Thursday, December 3, 2009

Statistical Proof of Anthropogenic Global Warming v2.0

Given that I'm again looking at climate data, I decided to write a follow-up of the post that launched this blog (originally here.) That was an analysis intended for skeptical laypersons, illustrated graphically at each step. Essentially, I demonstrated that you can associate CO2 emissions with temperatures in a way that eliminates the possibility of coincidence.

You see, it's very easy to associate CO2 with temperatures in a "naive" way. It's also very easy to associate the number of pirates with temperatures this way. In fact, you can associate any two trends in this manner.

I suggested removing the trends from the data, and then comparing the resulting detrended series. I explained it a little differently back then, but that's what it amounts to. Since that time I have learned this is called detrended cross-correlation analysis.

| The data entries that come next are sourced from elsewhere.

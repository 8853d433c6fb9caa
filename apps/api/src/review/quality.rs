//! Quality labels and character counters for generated variants.
//!
//! Scores are on a 0–10 scale everywhere. The displayed percentage is
//! `round(score × 10)`.

use serde::Serialize;

use crate::models::generation::Platform;

pub const MAX_SCORE: f64 = 10.0;

#[derive(Debug, Clone, Copy, PartialEq, Eq, Serialize)]
pub enum QualityLabel {
    Excellent,
    Good,
    #[serde(rename = "Needs Improvement")]
    NeedsImprovement,
}

/// Clamps to 0–10; NaN counts as 0.
pub fn clamp_score(score: f64) -> f64 {
    if score.is_nan() {
        0.0
    } else {
        score.clamp(0.0, MAX_SCORE)
    }
}

pub fn quality_label(score: f64) -> QualityLabel {
    let score = clamp_score(score);
    if score >= 8.0 {
        QualityLabel::Excellent
    } else if score >= 6.0 {
        QualityLabel::Good
    } else {
        QualityLabel::NeedsImprovement
    }
}

pub fn score_percent(score: f64) -> u8 {
    (clamp_score(score) * 10.0).round() as u8
}

/// Per-platform character limits for the editable fields.
#[derive(Debug, Clone, Copy, PartialEq, Eq, Serialize)]
pub struct CharLimits {
    pub headline: usize,
    pub primary_text: usize,
    pub description: usize,
}

pub fn char_limits(platform: Platform) -> CharLimits {
    match platform {
        Platform::Meta | Platform::Instagram => CharLimits {
            headline: 40,
            primary_text: 125,
            description: 30,
        },
        Platform::Google => CharLimits {
            headline: 30,
            primary_text: 90,
            description: 90,
        },
        Platform::Tiktok => CharLimits {
            headline: 40,
            primary_text: 100,
            description: 100,
        },
        Platform::Pinterest => CharLimits {
            headline: 100,
            primary_text: 500,
            description: 500,
        },
    }
}

/// Counter shown under an editable field. Going over the limit only changes how
/// the counter is styled; the edit itself is always accepted.
#[derive(Debug, Clone, Copy, PartialEq, Eq, Serialize)]
pub struct CharCounter {
    pub count: usize,
    pub limit: usize,
    pub over_limit: bool,
}

pub fn counter(text: &str, limit: usize) -> CharCounter {
    let count = text.chars().count();
    CharCounter {
        count,
        limit,
        over_limit: count > limit,
    }
}
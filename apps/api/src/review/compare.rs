//! Side-by-side comparison of two variants.

use std::collections::VecDeque;

use serde::Serialize;

use crate::review::variants::{EditableVariant, VariantField};

/// How many variants can be compared at once.
pub const COMPARE_DEPTH: usize = 2;

/// Most-recently-selected variants, oldest first. Never holds more than `COMPARE_DEPTH`.
#[derive(Debug, Clone, Default, PartialEq)]
pub struct CompareSelection {
    order: VecDeque<String>,
}

impl CompareSelection {
    /// Selects `id`, evicting the least recently selected entry when full.
    /// Re-selecting refreshes recency.
    pub fn select(&mut self, id: &str) {
        self.order.retain(|s| s != id);
        self.order.push_back(id.to_string());
        while self.order.len() > COMPARE_DEPTH {
            self.order.pop_front();
        }
    }

    /// Tops the selection up from `ids`, in order, until it is full.
    pub fn fill_from<'a>(&mut self, ids: impl IntoIterator<Item = &'a str>) {
        for id in ids {
            if self.order.len() >= COMPARE_DEPTH {
                break;
            }
            if !self.contains(id) {
                self.order.push_back(id.to_string());
            }
        }
    }

    pub fn contains(&self, id: &str) -> bool {
        self.order.iter().any(|s| s == id)
    }

    pub fn len(&self) -> usize {
        self.order.len()
    }

    pub fn ids(&self) -> Vec<String> {
        self.order.iter().cloned().collect()
    }

    pub fn pair(&self) -> Option<(&str, &str)> {
        match (self.order.front(), self.order.back()) {
            (Some(a), Some(b)) if self.order.len() == COMPARE_DEPTH => {
                Some((a.as_str(), b.as_str()))
            }
            _ => None,
        }
    }
}

/// Fields flagged when they differ between the two compared variants.
#[derive(Debug, Clone, Copy, PartialEq, Eq, Serialize)]
#[serde(rename_all = "snake_case")]
pub enum CompareField {
    Headline,
    PrimaryText,
    Description,
    Cta,
    HookTechnique,
    Tone,
    VariantType,
}

/// Fields whose displayed values differ between `a` and `b`.
pub fn differing_fields(a: &EditableVariant, b: &EditableVariant) -> Vec<CompareField> {
    let differs = |field: VariantField| a.get(field) != b.get(field);
    let checks = [
        (CompareField::Headline, differs(VariantField::Headline)),
        (CompareField::PrimaryText, differs(VariantField::PrimaryText)),
        (CompareField::Description, differs(VariantField::Description)),
        (CompareField::Cta, a.original.cta != b.original.cta),
        (
            CompareField::HookTechnique,
            a.original.hook_technique != b.original.hook_technique,
        ),
        (CompareField::Tone, a.original.tone != b.original.tone),
        (
            CompareField::VariantType,
            a.original.variant_type != b.original.variant_type,
        ),
    ];
    checks
        .into_iter()
        .filter_map(|(field, differs)| differs.then_some(field))
        .collect()
}
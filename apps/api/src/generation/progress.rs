use serde::Serialize;

/// Named stages shown while `POST /generate` is outstanding.
#[derive(Debug, Clone, Copy, PartialEq, Eq, PartialOrd, Ord, Serialize)]
#[serde(rename_all = "snake_case")]
pub enum Stage {
    Preparing,
    RetrievingBestPractices,
    Generating,
    Finalizing,
    Complete,
}

impl Stage {
    pub fn label(self) -> &'static str {
        match self {
            Stage::Preparing => "Preparing request",
            Stage::RetrievingBestPractices => "Retrieving best practices",
            Stage::Generating => "Generating ad variants",
            Stage::Finalizing => "Finalizing results",
            Stage::Complete => "Complete",
        }
    }

    pub fn percent(self) -> u8 {
        match self {
            Stage::Preparing => 10,
            Stage::RetrievingBestPractices => 30,
            Stage::Generating => 60,
            Stage::Finalizing => 90,
            Stage::Complete => 100,
        }
    }
}

#[derive(Debug, Clone, Default, PartialEq, Serialize)]
pub struct Progress {
    pub stage: Option<Stage>,
    pub label: Option<&'static str>,
    pub percent: u8,
    pub error: Option<String>,
}

impl Progress {
    /// Starts a new run at the first stage.
    pub fn start(&mut self) {
        *self = Progress::default();
        self.set(Stage::Preparing);
    }

    /// Moves forward to `stage`. Never moves backwards within a run.
    pub fn advance(&mut self, stage: Stage) {
        if self.stage.map_or(true, |current| stage > current) {
            self.set(stage);
        }
    }

    /// Aborts the run: progress drops to zero and the error is kept for display.
    pub fn fail(&mut self, message: impl Into<String>) {
        *self = Progress {
            error: Some(message.into()),
            ..Progress::default()
        };
    }

    fn set(&mut self, stage: Stage) {
        self.stage = Some(stage);
        self.label = Some(stage.label());
        self.percent = stage.percent();
    }
}
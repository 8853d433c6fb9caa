//! Axum route handlers for the ad library.

use axum::{
    extract::{Path, Query, State},
    Json,
};
use serde::Deserialize;
use uuid::Uuid;

use crate::errors::AppError;
use crate::library::{self, LibraryEntry, SaveOptions, SaveOutcome};
use crate::models::library::{AdLibraryItem, AdStatus};
use crate::state::AppState;

#[derive(Debug, Deserialize)]
pub struct ListParams {
    pub shop_id: String,
    pub status: Option<AdStatus>,
}

#[derive(Debug, Deserialize)]
pub struct StatusChangeRequest {
    pub shop_id: String,
    pub status: AdStatus,
    /// Status the library view last showed for the ad, if known.
    #[serde(default)]
    pub current_status: Option<AdStatus>,
}

/// POST /api/v1/sessions/:id/variants/:variant_id/save
///
/// Saves the variant as a draft, optionally publishing it too.
/// A failed publish still answers 200 with `outcome: "partially_failed"`.
pub async fn handle_save_variant(
    State(state): State<AppState>,
    Path((session_id, variant_id)): Path<(Uuid, String)>,
    Json(options): Json<SaveOptions>,
) -> Result<Json<SaveOutcome>, AppError> {
    let outcome = library::select_variant(
        &state.sessions,
        state.backend.as_ref(),
        session_id,
        &variant_id,
        options,
    )
    .await?;
    Ok(Json(outcome))
}

/// GET /api/v1/library?shop_id=&status=
pub async fn handle_list_ads(
    State(state): State<AppState>,
    Query(params): Query<ListParams>,
) -> Result<Json<Vec<LibraryEntry>>, AppError> {
    if params.shop_id.trim().is_empty() {
        return Err(AppError::Validation("shop_id cannot be empty".to_string()));
    }
    let entries = library::list(state.backend.as_ref(), &params.shop_id, params.status).await?;
    Ok(Json(entries))
}

/// PATCH /api/v1/library/:ad_id/status
pub async fn handle_change_status(
    State(state): State<AppState>,
    Path(ad_id): Path<String>,
    Json(request): Json<StatusChangeRequest>,
) -> Result<Json<AdLibraryItem>, AppError> {
    let item = library::change_status(
        state.backend.as_ref(),
        &request.shop_id,
        &ad_id,
        request.current_status,
        request.status,
    )
    .await?;
    Ok(Json(item))
}
use std::future::Future;
use std::sync::atomic::{AtomicU64, Ordering};
use std::time::Duration;

/// Result of a debounced call.
#[derive(Debug, Clone, PartialEq)]
pub enum Debounced<T> {
    Fresh(T),
    /// A newer call arrived; this one was dropped or its result discarded.
    Superseded,
}

/// Collapses bursts of searches into one fetch for the latest query.
///
/// Every call takes a ticket and waits out the window. Only the holder of the newest
/// ticket fetches, and its result is returned only if no newer call arrived while the
/// fetch was in flight, so results never land out of order.
#[derive(Debug)]
pub struct SearchDebouncer {
    window: Duration,
    generation: AtomicU64,
}

impl SearchDebouncer {
    pub fn new(window: Duration) -> Self {
        Self {
            window,
            generation: AtomicU64::new(0),
        }
    }

    pub async fn run<F, Fut, T, E>(&self, fetch: F) -> Result<Debounced<T>, E>
    where
        F: FnOnce() -> Fut,
        Fut: Future<Output = Result<T, E>>,
    {
        let ticket = self.generation.fetch_add(1, Ordering::SeqCst) + 1;
        tokio::time::sleep(self.window).await;
        if !self.is_current(ticket) {
            return Ok(Debounced::Superseded);
        }

        let result = fetch().await;
        if !self.is_current(ticket) {
            // Errors from a replaced query are dropped along with its results.
            return Ok(Debounced::Superseded);
        }
        result.map(Debounced::Fresh)
    }

    fn is_current(&self, ticket: u64) -> bool {
        self.generation.load(Ordering::SeqCst) == ticket
    }
}

#[cfg(test)]
mod tests {
    use super::*;
    use tokio::time::sleep;

    use crate::upstream::fake::FakeBackend;
    use crate::upstream::StudioBackend;

    #[tokio::test(start_paused = true)]
    async fn test_shoe_then_shoes_fetches_once_for_shoes() {
        let debouncer = SearchDebouncer::new(Duration::from_millis(500));
        let backend = FakeBackend::default();

        let first = debouncer.run(|| backend.search_products("shop-1", "shoe", 20));
        let second = async {
            sleep(Duration::from_millis(200)).await;
            debouncer
                .run(|| backend.search_products("shop-1", "shoes", 20))
                .await
        };
        let (first, second) = tokio::join!(first, second);

        assert!(matches!(first, Ok(Debounced::Superseded)));
        assert!(matches!(second, Ok(Debounced::Fresh(_))));
        assert_eq!(backend.calls(), vec!["search:shoes"]);
    }

    #[tokio::test(start_paused = true)]
    async fn test_calls_outside_window_both_fetch() {
        let debouncer = SearchDebouncer::new(Duration::from_millis(500));
        let backend = FakeBackend::default();

        let first = debouncer
            .run(|| backend.search_products("shop-1", "shoe", 20))
            .await;
        let second = debouncer
            .run(|| backend.search_products("shop-1", "shoes", 20))
            .await;

        assert!(matches!(first, Ok(Debounced::Fresh(_))));
        assert!(matches!(second, Ok(Debounced::Fresh(_))));
        assert_eq!(backend.calls(), vec!["search:shoe", "search:shoes"]);
    }

    #[tokio::test(start_paused = true)]
    async fn test_stale_slow_response_is_discarded() {
        let debouncer = SearchDebouncer::new(Duration::from_millis(500));

        let slow = debouncer.run(|| async {
            sleep(Duration::from_millis(1000)).await;
            Ok::<_, ()>("old results")
        });
        let fast = async {
            // Arrives while the first fetch is still in flight.
            sleep(Duration::from_millis(700)).await;
            debouncer.run(|| async { Ok::<_, ()>("new results") }).await
        };
        let (slow, fast) = tokio::join!(slow, fast);

        assert_eq!(slow, Ok(Debounced::Superseded));
        assert_eq!(fast, Ok(Debounced::Fresh("new results")));
    }

    #[tokio::test(start_paused = true)]
    async fn test_stale_slow_error_is_discarded() {
        let debouncer = SearchDebouncer::new(Duration::from_millis(500));

        let slow = debouncer.run(|| async {
            sleep(Duration::from_millis(1000)).await;
            Err::<&str, _>("catalog timeout for 'shoe'")
        });
        let fast = async {
            sleep(Duration::from_millis(700)).await;
            debouncer.run(|| async { Ok::<_, &str>("shoes results") }).await
        };
        let (slow, fast) = tokio::join!(slow, fast);

        assert_eq!(slow, Ok(Debounced::Superseded));
        assert_eq!(fast, Ok(Debounced::Fresh("shoes results")));
    }

    #[tokio::test(start_paused = true)]
    async fn test_fetch_error_is_returned() {
        let debouncer = SearchDebouncer::new(Duration::from_millis(500));
        let result = debouncer
            .run(|| async { Err::<(), _>("catalog down") })
            .await;
        assert_eq!(result, Err("catalog down"));
    }
}
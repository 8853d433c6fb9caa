use std::str::FromStr;

use anyhow::{Context, Result};

/// Application configuration loaded from environment variables.
/// Startup fails if required variables are missing or malformed.
#[derive(Debug, Clone)]
pub struct Config {
    /// Base URL the upstream endpoints (`/generate`, `/library`, ...) hang off.
    pub upstream_base_url: String,
    pub upstream_api_key: Option<String>,
    pub upstream_timeout_secs: u64,
    pub search_debounce_ms: u64,
    pub brand_voice_sample_threshold: usize,
    /// Sessions untouched for this long are dropped by the background sweeper.
    pub session_idle_ttl_secs: u64,
    pub port: u16,
    pub rust_log: String,
}

impl Config {
    pub fn from_env() -> Result<Self> {
        dotenvy::dotenv().ok(); // load .env if present; ignore if missing

        Ok(Config {
            upstream_base_url: require_env("UPSTREAM_BASE_URL")?
                .trim_end_matches('/')
                .to_string(),
            upstream_api_key: std::env::var("UPSTREAM_API_KEY")
                .ok()
                .filter(|k| !k.trim().is_empty()),
            upstream_timeout_secs: parse_env_or("UPSTREAM_TIMEOUT_SECS", 120)?,
            search_debounce_ms: parse_env_or("SEARCH_DEBOUNCE_MS", 500)?,
            brand_voice_sample_threshold: parse_env_or("BRAND_VOICE_SAMPLE_THRESHOLD", 3)?,
            session_idle_ttl_secs: parse_env_or("SESSION_IDLE_TTL_SECS", 3600)?,
            port: parse_env_or("PORT", 8080)?,
            rust_log: std::env::var("RUST_LOG").unwrap_or_else(|_| "info".to_string()),
        })
    }
}

impl Default for Config {
    fn default() -> Self {
        Self {
            upstream_base_url: "http://localhost:3000/api".to_string(),
            upstream_api_key: None,
            upstream_timeout_secs: 120,
            search_debounce_ms: 500,
            brand_voice_sample_threshold: 3,
            session_idle_ttl_secs: 3600,
            port: 8080,
            rust_log: "info".to_string(),
        }
    }
}

fn require_env(key: &str) -> Result<String> {
    std::env::var(key).with_context(|| format!("Required environment variable '{key}' is not set"))
}

fn parse_env_or<T>(key: &str, default: T) -> Result<T>
where
    T: FromStr,
    T::Err: std::error::Error + Send + Sync + 'static,
{
    match std::env::var(key) {
        Ok(raw) => raw
            .trim()
            .parse::<T>()
            .with_context(|| format!("{key} must be a valid number, got '{raw}'")),
        Err(_) => Ok(default),
    }
}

There were a number of criticisms of my analysis posted in comments. I didn't find any of them very convincing, to be honest, but they can be addressed as follows.
  1. Instead of using northern-hemisphere land temperatures, I will use global sea-surface temperatures (HadSST2 data set.) The criticism was that fluctuations of CO2 emissions could be associated with (i.e. confounded by) fluctuations of the urban heat island effect. I think that's a bit of a stretch, and this sort of objection has been addressed elsewhere, but I thought I would simply use sea-surface temperatures to eliminate the potential confound altogether.
  2. Instead of using cumulative CO2 emissions, I will use an ice core-based CO2 reconstruction from Etheridge et al. (1998), combined with Mauna Loa CO2 data. I will use Mauna Loa data only for 1979 onwards, and I will adjust it by subtracting 0.996 ppmv from each data point. There's an excellent match between the Etheridge et al. data and Mauna Loa data for the years 1958 to 1978, but there's a tiny offset of 0.996 ppmv between the two.
  3. I will use the logarithm of the CO2 concentration. This is theoretically more accurate. The equilibrium temperature of the planet depends on the concentration of green house gases, logarithmically. That's why climate scientists talk about sensitivity to CO2 doubling.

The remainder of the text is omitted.